Já comentei algumas vezes sobre esta lamentável safra de filmes que – travestidos de produções artísticas – sutilmente (ou não) disseminam o conceito que as ex-colônias europeias vivem, hoje, em condições piores do que as da época em que não eram colônia. E que o melhor para elas deveria ter sido permanecerem subjugadas ao poderio das metrópoles. Tal pensamento racista – que se potencializa ainda mais nesta terrível época de crises de refugiados – pode ser visto em, por exemplo, “Al Shafaq – Quando o Céu se Divide”, “Papicha”, “Clash”, “Degradé”, “Meu Querido Filho”, “Adeus à Noite”, “O Jovem Ahmed”, no inédito no Brasil “Les Bienheureux” e agora em “Terminal Sul”.

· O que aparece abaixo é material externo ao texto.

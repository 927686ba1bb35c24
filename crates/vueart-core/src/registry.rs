//! Latest-version lookups against the npm registry
//!
//! Lookups are best-effort: any failure (network, HTTP status, JSON
//! shape, unparseable version) degrades to the literal `"latest"`.

use anyhow::{Context, Result};
use semver::Version;
use serde::Deserialize;
use std::time::Duration;
use url::Url;

const DEFAULT_REGISTRY_URL: &str = "https://registry.npmjs.org";

/// Environment variable for overriding the registry URL
pub const REGISTRY_URL_ENV: &str = "VUEART_REGISTRY_URL";

const FALLBACK_VERSION: &str = "latest";

const LOOKUP_TIMEOUT: Duration = Duration::from_secs(10);

/// Subset of the registry's `/{package}/latest` response
#[derive(Debug, Deserialize)]
struct PackageMetadata {
    version: String,
}

/// Resolves the latest stable version of npm packages.
pub struct VersionResolver {
    client: reqwest::Client,
    base: Url,
}

impl VersionResolver {
    pub fn new() -> Result<Self> {
        let url_str =
            std::env::var(REGISTRY_URL_ENV).unwrap_or_else(|_| DEFAULT_REGISTRY_URL.to_string());
        let base =
            Url::parse(&url_str).with_context(|| format!("Invalid registry URL: {}", url_str))?;
        let client = reqwest::Client::builder()
            .user_agent("vueart")
            .timeout(LOOKUP_TIMEOUT)
            .build()
            .unwrap_or_else(|_| reqwest::Client::new());
        Ok(Self { client, base })
    }

    /// Latest stable version as a caret requirement, or `"latest"` when
    /// the registry cannot be consulted.
    pub async fn latest_stable(&self, package: &str) -> String {
        match self.fetch_latest(package).await {
            Ok(version) => caret_requirement(&version).unwrap_or_else(|| FALLBACK_VERSION.to_string()),
            Err(_) => FALLBACK_VERSION.to_string(),
        }
    }

    async fn fetch_latest(&self, package: &str) -> Result<String> {
        let mut url = self.base.clone();
        // push() percent-encodes the `/` in scoped names (@scope/name),
        // which is the form the registry expects
        url.path_segments_mut()
            .map_err(|_| anyhow::anyhow!("registry URL cannot have path segments"))?
            .pop_if_empty()
            .push(package)
            .push("latest");

        let response = self
            .client
            .get(url.clone())
            .send()
            .await
            .with_context(|| format!("Failed to query registry for {}", package))?;

        if !response.status().is_success() {
            anyhow::bail!("Registry returned HTTP {} for {}", response.status(), package);
        }

        let metadata: PackageMetadata = response.json().await?;
        Ok(metadata.version)
    }
}

/// Turn a registry version string into a caret requirement, or `None`
/// if it is not valid semver.
fn caret_requirement(version: &str) -> Option<String> {
    let cleaned = version.strip_prefix('v').unwrap_or(version);
    Version::parse(cleaned).ok().map(|v| format!("^{v}"))
}
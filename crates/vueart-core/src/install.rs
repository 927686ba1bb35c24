//! Dependency installation via the selected package manager.

use crate::config::PackageManager;
use crate::prompt::Answer;
use anyhow::{bail, Context, Result};
use colored::Colorize;
use std::path::Path;
use tokio::process::Command;

/// Run `<package manager> install` inside the freshly emitted project.
///
/// The child inherits stdio so the package manager's own progress output
/// reaches the terminal. A Ctrl-C during the install surfaces as
/// [`Answer::Canceled`] rather than an error.
pub async fn install_packages(
    project_dir: &Path,
    package_manager: PackageManager,
) -> Result<Answer<()>> {
    let manifest = project_dir.join("package.json");
    if !manifest.exists() {
        println!(
            "{}",
            "No package.json found, skipping dependency installation.".yellow()
        );
        return Ok(Answer::Value(()));
    }

    let pm = package_manager.command();
    println!();
    println!(
        "{} {}",
        "Running:".dimmed(),
        format!("{pm} install").yellow()
    );
    println!();

    let status = Command::new(pm)
        .arg("install")
        .current_dir(project_dir)
        .status()
        .await
        .with_context(|| format!("Failed to run {pm} install"))?;

    if status.success() {
        return Ok(Answer::Value(()));
    }
    if interrupted(&status) {
        return Ok(Answer::Canceled);
    }
    match status.code() {
        Some(code) => bail!("{pm} install exited with code {code}"),
        None => bail!("{pm} install was terminated by a signal"),
    }
}

#[cfg(unix)]
fn interrupted(status: &std::process::ExitStatus) -> bool {
    use std::os::unix::process::ExitStatusExt;
    // SIGINT directly, or the 128+2 convention some managers exit with
    status.signal() == Some(2) || status.code() == Some(130)
}

#[cfg(not(unix))]
fn interrupted(status: &std::process::ExitStatus) -> bool {
    status.code() == Some(130)
}
//! Review, field-by-field editing, and the final confirmation gates

use super::architecture::{select_architecture, ArchitectureRequest};
use super::{
    prompt_project_name, select_features, select_framework, select_lifetime,
    select_package_manager, select_scale, select_store,
};
use crate::config::ProjectConfig;
use crate::packages::PackageTables;
use crate::prompt::{ask, Answer, Prompter};
use crate::rules::Rules;
use anyhow::Result;

fn render_summary(config: &ProjectConfig, tables: &PackageTables) -> String {
    let packages = tables.packages_list(config.framework, &config.features);
    let packages = if packages.is_empty() {
        "none".to_string()
    } else {
        packages.join(", ")
    };
    format!(
        "\nProject: {}\nFramework: {}\nArchitecture: {}\nFeatures: {}\nPackages: {}\n",
        config.name,
        config.framework,
        config.architecture,
        config.features_summary(),
        packages
    )
}

/// Show the draft, offer editing, then the proceed and install gates.
///
/// Declining a proceed gate cancels the whole session. On proceed the
/// install answer is attached to the returned configuration.
pub fn review_and_confirm<P: Prompter>(
    prompter: &mut P,
    rules: &Rules,
    tables: &PackageTables,
    config: ProjectConfig,
) -> Result<Answer<ProjectConfig>> {
    let wants_edit = ask!(prompter.confirm(
        &format!(
            "{}\nDo you want to edit any of these options?",
            render_summary(&config, tables)
        ),
        false
    ));

    let mut final_config = config;
    if wants_edit {
        final_config = ask!(edit_config(prompter, rules, final_config));
        let proceed = ask!(prompter.confirm(
            &format!(
                "Updated configuration:{}Proceed?",
                render_summary(&final_config, tables)
            ),
            true
        ));
        if !proceed {
            return Ok(Answer::Canceled);
        }
    } else {
        let proceed = ask!(prompter.confirm("Proceed?", true));
        if !proceed {
            return Ok(Answer::Canceled);
        }
    }

    final_config.install_deps =
        ask!(prompter.confirm("Do you want to install dependencies?", true));

    Ok(Answer::Value(final_config))
}

/// Walk the fields in a fixed order, re-running a field's prompt only
/// when its "edit this?" confirm is accepted.
///
/// Features and store are separate questions over the same feature set:
/// the store token is stripped before the generic feature question and
/// reattached afterward, from the edited store if it was edited or the
/// original one if not.
fn edit_config<P: Prompter>(
    prompter: &mut P,
    rules: &Rules,
    config: ProjectConfig,
) -> Result<Answer<ProjectConfig>> {
    let mut edited = config.clone();

    if ask!(prompter.confirm(&format!("Edit project name? (Current: {})", config.name), false)) {
        edited.name = ask!(prompt_project_name(prompter, Some(&config.name)));
    }

    if ask!(prompter.confirm(&format!("Edit framework? (Current: {})", config.framework), false)) {
        edited.framework = ask!(select_framework(prompter, Some(config.framework)));
    }

    let current_store = config.store();
    let features_without_store = config.features_without_store();

    if ask!(prompter.confirm(
        &format!("Edit features? (Current: {})", config.features_summary()),
        false
    )) {
        edited.features = ask!(select_features(prompter, rules, &features_without_store));
    } else {
        edited.features = features_without_store;
    }

    let store_label = current_store.map(|s| s.token()).unwrap_or("None");
    if ask!(prompter.confirm(&format!("Edit store? (Current: {store_label})"), false)) {
        if let Some(store) = ask!(select_store(prompter, current_store)) {
            edited.features.push(store.token().to_string());
        }
    } else if let Some(store) = current_store {
        edited.features.push(store.token().to_string());
    }

    if ask!(prompter.confirm(&format!("Edit project scale? (Current: {})", config.scale), false)) {
        edited.scale = ask!(select_scale(prompter, Some(config.scale)));
    }

    if ask!(prompter.confirm(
        &format!("Edit project lifetime? (Current: {})", config.lifetime),
        false
    )) {
        edited.lifetime = ask!(select_lifetime(prompter, Some(config.lifetime)));
    }

    if ask!(prompter.confirm(
        &format!("Edit architecture? (Current: {})", edited.architecture),
        false
    )) {
        edited.architecture = ask!(select_architecture(
            prompter,
            rules,
            &ArchitectureRequest {
                framework: edited.framework,
                scale: edited.scale,
                lifetime: edited.lifetime,
                features: &edited.features,
                skip_recommendation: true,
                current: Some(&edited.architecture),
            }
        ));
    }

    if ask!(prompter.confirm(
        &format!("Edit package manager? (Current: {})", config.package_manager),
        false
    )) {
        edited.package_manager = ask!(select_package_manager(prompter, Some(config.package_manager)));
    }

    Ok(Answer::Value(edited))
}
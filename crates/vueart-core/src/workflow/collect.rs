//! Initial linear collection of a project configuration

use super::architecture::{select_architecture, ArchitectureRequest};
use super::{
    prompt_project_name, select_features, select_framework, select_lifetime,
    select_package_manager, select_scale, select_store,
};
use crate::config::ProjectConfig;
use crate::prompt::{ask, Answer, Prompter};
use crate::rules::Rules;
use anyhow::Result;

/// Run the collection sequence: name, framework, features, store,
/// scale, lifetime, architecture (recommendation offered), package
/// manager. No backtracking; revisions happen in the review pass.
pub fn collect_project_config<P: Prompter>(
    prompter: &mut P,
    rules: &Rules,
) -> Result<Answer<ProjectConfig>> {
    let name = ask!(prompt_project_name(prompter, None));
    let framework = ask!(select_framework(prompter, None));

    let mut features = ask!(select_features(prompter, rules, &[]));
    if let Some(store) = ask!(select_store(prompter, None)) {
        features.push(store.token().to_string());
    }

    let scale = ask!(select_scale(prompter, None));
    let lifetime = ask!(select_lifetime(prompter, None));

    let architecture = ask!(select_architecture(
        prompter,
        rules,
        &ArchitectureRequest {
            framework,
            scale,
            lifetime,
            features: &features,
            skip_recommendation: false,
            current: None,
        }
    ));

    let package_manager = ask!(select_package_manager(prompter, None));

    Ok(Answer::Value(ProjectConfig {
        name,
        framework,
        features,
        architecture,
        scale,
        lifetime,
        package_manager,
        install_deps: false,
    }))
}

#[cfg(test)]
mod tests {
    use super::*;
    use crate::config::{Framework, Lifetime, PackageManager, Scale};
    use crate::prompt::script::{Reply, ScriptedPrompter};

    #[test]
    fn full_collection_run() {
        let rules = Rules::default();
        let mut prompter = ScriptedPrompter::new([
            Reply::Text("my-app"),
            Reply::Pick("vue"),
            Reply::Pick("ts"),
            Reply::Pick("__done__"),
            Reply::Pick("pinia"),
            Reply::Pick("small"),
            Reply::Pick("long"),
            // vue + small + {ts, pinia} recommends atomic; accept it
            Reply::Yes,
            Reply::Pick("npm"),
        ]);
        let answer = collect_project_config(&mut prompter, &rules).unwrap();
        let Answer::Value(config) = answer else {
            panic!("expected a configuration");
        };
        assert_eq!(config.name, "my-app");
        assert_eq!(config.framework, Framework::Vue);
        assert_eq!(config.features, vec!["ts".to_string(), "pinia".to_string()]);
        assert_eq!(config.architecture, "atomic");
        assert_eq!(config.scale, Scale::Small);
        assert_eq!(config.lifetime, Lifetime::Long);
        assert_eq!(config.package_manager, PackageManager::Npm);
        assert!(!config.install_deps);
        assert!(prompter.finished());
    }

    #[test]
    fn invalid_name_is_reprompted() {
        let rules = Rules::default();
        let mut prompter = ScriptedPrompter::new([
            Reply::Text("has spaces"),
            Reply::Text(""),
            Reply::Text("ok-name"),
            Reply::Cancel,
        ]);
        let answer = collect_project_config(&mut prompter, &rules).unwrap();
        assert!(answer.is_canceled());
        assert_eq!(prompter.warnings.len(), 2);
    }

    #[test]
    fn disabled_feature_cannot_be_added() {
        let rules = Rules::default();
        let mut prompter = ScriptedPrompter::new([
            Reply::Text("app"),
            Reply::Pick("vue"),
            // eslint disables cypress; trying cypress warns and keeps going
            Reply::Pick("eslint"),
            Reply::Pick("cypress"),
            Reply::Pick("__done__"),
            Reply::Pick("none"),
            Reply::Pick("small"),
            Reply::Pick("short"),
            Reply::Yes,
            Reply::Pick("pnpm"),
        ]);
        let answer = collect_project_config(&mut prompter, &rules).unwrap();
        let Answer::Value(config) = answer else {
            panic!("expected a configuration");
        };
        assert_eq!(config.features, vec!["eslint".to_string()]);
        assert_eq!(prompter.warnings, vec!["ESLint selected, Cypress optional".to_string()]);
    }

    #[test]
    fn previously_selected_feature_survives_later_disablement() {
        let rules = Rules::default();
        let mut prompter = ScriptedPrompter::new([
            Reply::Text("app"),
            Reply::Pick("vue"),
            // cypress first, then vitest which disables it; cypress stays
            Reply::Pick("cypress"),
            Reply::Pick("vitest"),
            Reply::Pick("__done__"),
            Reply::Pick("none"),
            Reply::Pick("small"),
            Reply::Pick("short"),
            Reply::Yes,
            Reply::Pick("yarn"),
        ]);
        let answer = collect_project_config(&mut prompter, &rules).unwrap();
        let Answer::Value(config) = answer else {
            panic!("expected a configuration");
        };
        assert_eq!(
            config.features,
            vec!["cypress".to_string(), "vitest".to_string()]
        );
        assert!(prompter.warnings.is_empty());
    }

    #[test]
    fn cancel_mid_sequence_propagates() {
        let rules = Rules::default();
        let mut prompter =
            ScriptedPrompter::new([Reply::Text("app"), Reply::Pick("nuxt"), Reply::Cancel]);
        let answer = collect_project_config(&mut prompter, &rules).unwrap();
        assert!(answer.is_canceled());
    }
}
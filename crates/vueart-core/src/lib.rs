//! VueArt Core - Shared library for the VueArt scaffolding CLI
//!
//! This library implements the full project-creation pipeline for Vue,
//! Vuetify, and Nuxt applications: interactive configuration (with
//! recommendation and compatibility rules), project tree emission,
//! `package.json` generation with registry version resolution, and
//! dependency installation.
//!
//! # Architecture
//!
//! The library is organized into layers:
//!
//! - **Layer 1: Core Operations** - Rule tables, package tables,
//!   scaffolding, manifest generation, registry lookups
//! - **Layer 2: Workflow Orchestration** - Prompter-generic collection,
//!   review/edit, and architecture selection
//! - **Layer 3: CLI/TUI Interface** - Optional cliclack-based prompts
//!   (feature-gated)
//!
//! # Feature Flags
//!
//! - `tui` (default): Enables the cliclack-based TUI prompts module
//!
//! # Example Usage (without TUI)
//!
//! ```ignore
//! use vueart_core::{collect_project_config, Rules};
//!
//! let rules = Rules::default();
//! let answer = collect_project_config(&mut my_prompter, &rules)?;
//! ```

pub mod config;
pub mod error;
pub mod install;
pub mod manifest;
pub mod packages;
pub mod prompt;
pub mod registry;
pub mod rules;
pub mod scaffold;
pub mod workflow;

#[cfg(feature = "tui")]
pub mod tui;

// Re-export main types for convenience
pub use config::{Framework, Lifetime, PackageManager, ProjectConfig, Scale, Store};
pub use error::ConfigError;
pub use packages::PackageTables;
pub use prompt::{Answer, Choice, Prompter};
pub use rules::{ExclusivityRule, Rules, StoreRule};
pub use workflow::{collect_project_config, review_and_confirm, select_architecture};

#[cfg(feature = "tui")]
pub use tui::run;
//! VueArt CLI - Interactive scaffolding for Vue, Vuetify, and Nuxt projects

use anyhow::Result;
use clap::Parser;
use colored::Colorize;

#[derive(Parser, Debug)]
#[command(name = "vueart")]
#[command(about = "Interactive scaffolding for Vue, Vuetify, and Nuxt projects")]
#[command(version)]
pub struct Args {}

#[tokio::main]
async fn main() -> Result<()> {
    // Ensure terminal cursor is restored on panic
    let default_panic = std::panic::take_hook();
    std::panic::set_hook(Box::new(move |info| {
        let _ = console::Term::stderr().show_cursor();
        default_panic(info);
    }));

    // Ctrl+C outside a prompt: cancellation is a normal outcome, exit 0
    ctrlc::set_handler(move || {
        let _ = console::Term::stderr().show_cursor();
        println!();
        println!("{}", "Operation canceled by user.".yellow());
        std::process::exit(0);
    })
    .ok();

    let _args = Args::parse();

    let result = vueart_core::run().await;

    // Ensure cursor is visible on normal exit
    let _ = console::Term::stderr().show_cursor();

    result
}
//! The interactive configuration workflow
//!
//! Collection builds a draft [`ProjectConfig`] question by question;
//! review lets the user revise any field before the final gates. Both
//! are generic over [`Prompter`] and return [`Answer::Canceled`] the
//! moment the user backs out, leaving the filesystem untouched.

pub mod architecture;
mod collect;
mod review;

pub use architecture::{select_architecture, ArchitectureRequest};
pub use collect::collect_project_config;
pub use review::review_and_confirm;

use crate::config::{Framework, Lifetime, PackageManager, Scale, Store};
use crate::prompt::{ask, Answer, Choice, Prompter};
use crate::rules::{feature_choices, Rules};
use anyhow::{Context, Result};
use std::io;

/// Sentinel value for the "done" entry in the feature toggle menu
const DONE: &str = "__done__";

fn select_framework<P: Prompter>(
    prompter: &mut P,
    current: Option<Framework>,
) -> Result<Answer<Framework>> {
    let choices: Vec<Choice> = Framework::ALL
        .iter()
        .map(|fw| Choice::new(fw.value(), fw.display_name()))
        .collect();
    let picked = ask!(prompter.select(
        "Select project type:",
        &choices,
        current.map(|fw| fw.value())
    ));
    let framework = Framework::parse(&picked).context("prompter returned an unknown framework")?;
    Ok(Answer::Value(framework))
}

fn select_scale<P: Prompter>(prompter: &mut P, current: Option<Scale>) -> Result<Answer<Scale>> {
    let choices: Vec<Choice> = Scale::ALL
        .iter()
        .map(|s| Choice::new(s.value(), s.display_name()))
        .collect();
    let picked = ask!(prompter.select("Project scale:", &choices, current.map(|s| s.value())));
    let scale = Scale::parse(&picked).context("prompter returned an unknown scale")?;
    Ok(Answer::Value(scale))
}

fn select_lifetime<P: Prompter>(
    prompter: &mut P,
    current: Option<Lifetime>,
) -> Result<Answer<Lifetime>> {
    let choices: Vec<Choice> = Lifetime::ALL
        .iter()
        .map(|l| Choice::new(l.value(), l.display_name()))
        .collect();
    let picked = ask!(prompter.select("Project lifetime:", &choices, current.map(|l| l.value())));
    let lifetime = Lifetime::parse(&picked).context("prompter returned an unknown lifetime")?;
    Ok(Answer::Value(lifetime))
}

fn select_package_manager<P: Prompter>(
    prompter: &mut P,
    current: Option<PackageManager>,
) -> Result<Answer<PackageManager>> {
    let choices: Vec<Choice> = PackageManager::ALL
        .iter()
        .map(|pm| Choice::new(pm.command(), pm.command()))
        .collect();
    let picked = ask!(prompter.select(
        "Select package manager:",
        &choices,
        current.map(|pm| pm.command())
    ));
    let pm = PackageManager::parse(&picked).context("prompter returned an unknown package manager")?;
    Ok(Answer::Value(pm))
}

fn select_store<P: Prompter>(
    prompter: &mut P,
    current: Option<Store>,
) -> Result<Answer<Option<Store>>> {
    let choices = vec![
        Choice::new("none", "None"),
        Choice::new("pinia", "Pinia"),
        Choice::new("vuex", "Vuex"),
    ];
    let initial = current.map(|s| s.token()).unwrap_or("none");
    let picked = ask!(prompter.select("Select store:", &choices, Some(initial)));
    Ok(Answer::Value(Store::parse(&picked)))
}

/// Prompt until the name is non-empty and contains no spaces.
fn prompt_project_name<P: Prompter>(
    prompter: &mut P,
    current: Option<&str>,
) -> io::Result<Answer<String>> {
    loop {
        let raw = match prompter.input("Project name:", current)? {
            Answer::Value(v) => v,
            Answer::Canceled => return Ok(Answer::Canceled),
        };
        let name = raw.trim().to_string();
        if !name.is_empty() && !name.contains(' ') {
            return Ok(Answer::Value(name));
        }
        prompter.warn("Invalid project name: must be non-empty with no spaces")?;
    }
}

/// Feature selection as a toggle loop.
///
/// The choice list is re-derived through the exclusivity rules after
/// every toggle, so a disablement takes effect immediately. Disabling is
/// advisory: a disabled choice cannot be newly added (the reason is
/// shown instead), but one selected before the rule triggered stays and
/// can still be toggled off.
fn select_features<P: Prompter>(
    prompter: &mut P,
    rules: &Rules,
    initial: &[String],
) -> Result<Answer<Vec<String>>> {
    let mut selected: Vec<String> = initial.to_vec();
    loop {
        let annotated = rules.apply_exclusivity(&selected, &feature_choices());
        let mut menu: Vec<Choice> = annotated
            .iter()
            .map(|choice| {
                let marker = if selected.iter().any(|f| *f == choice.value) {
                    "[x]"
                } else {
                    "[ ]"
                };
                let label = match &choice.disabled {
                    Some(reason) => format!("{marker} {} ({reason})", choice.label),
                    None => format!("{marker} {}", choice.label),
                };
                Choice {
                    value: choice.value.clone(),
                    label,
                    disabled: choice.disabled.clone(),
                }
            })
            .collect();
        menu.push(Choice::new(DONE, "Done selecting features"));

        let picked = ask!(prompter.select("Select features:", &menu, None));
        if picked == DONE {
            return Ok(Answer::Value(selected));
        }

        if let Some(pos) = selected.iter().position(|f| *f == picked) {
            selected.remove(pos);
            continue;
        }
        let disabled = annotated
            .iter()
            .find(|c| c.value == picked)
            .and_then(|c| c.disabled.clone());
        match disabled {
            Some(reason) => prompter.warn(&reason)?,
            None => selected.push(picked),
        }
    }
}
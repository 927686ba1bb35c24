//! Prompting abstraction with explicit cancellation
//!
//! Every prompt returns an [`Answer`] so that user cancellation (Esc or
//! Ctrl+C inside a prompt) flows back as a value checked at the call
//! site, never as an exception-like escape. Workflows use the [`ask!`]
//! macro to unwrap a value or return `Answer::Canceled` early.

use std::io;

/// A selectable choice with an optional disablement reason.
///
/// `disabled` carries a human-readable reason; disabled choices are
/// still shown but cannot be newly selected.
#[derive(Debug, Clone, PartialEq)]
pub struct Choice {
    pub value: String,
    pub label: String,
    pub disabled: Option<String>,
}

impl Choice {
    pub fn new(value: impl Into<String>, label: impl Into<String>) -> Self {
        Self {
            value: value.into(),
            label: label.into(),
            disabled: None,
        }
    }
}

/// Outcome of a prompt: a value, or the user backed out.
#[derive(Debug, Clone, PartialEq)]
#[must_use]
pub enum Answer<T> {
    Value(T),
    Canceled,
}

impl<T> Answer<T> {
    pub fn is_canceled(&self) -> bool {
        matches!(self, Answer::Canceled)
    }
}

/// Interactive prompting collaborator.
///
/// Implementations must map their native interrupt mechanism to
/// `Answer::Canceled` rather than an error.
pub trait Prompter {
    /// Free-text input. Validation is the caller's responsibility.
    fn input(&mut self, message: &str, default: Option<&str>) -> io::Result<Answer<String>>;

    /// Single choice from a list; returns the chosen `value`.
    fn select(
        &mut self,
        message: &str,
        choices: &[Choice],
        initial: Option<&str>,
    ) -> io::Result<Answer<String>>;

    /// Yes/no question with a default.
    fn confirm(&mut self, message: &str, default: bool) -> io::Result<Answer<bool>>;

    /// Advisory message (validation failures, disabled-choice reasons).
    fn warn(&mut self, message: &str) -> io::Result<()>;
}

/// Unwrap an `Answer`, returning `Ok(Answer::Canceled)` from the
/// enclosing function when the user backed out.
macro_rules! ask {
    ($expr:expr) => {
        match $expr? {
            $crate::prompt::Answer::Value(v) => v,
            $crate::prompt::Answer::Canceled => {
                return Ok($crate::prompt::Answer::Canceled)
            }
        }
    };
}

pub(crate) use ask;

Como são filmes invariavelmente bem realizados e dentro das formulações estéticas bem recebidas pela comunidade cinematográfica, eles acabam sendo acolhidos com sucesso em grandes festivais, o que lhes confere um triste aval de legitimidade.

Com direção e roteiro do argelino radicado na França Rabah Ameur-Zaïmeche, “Terminal Sul” pode ser acessado pelo NOW ou escolher a sala de exibição preferida em www.cinemavirtual.com.br
O tema é forte, e merece análises mais aprofundadas.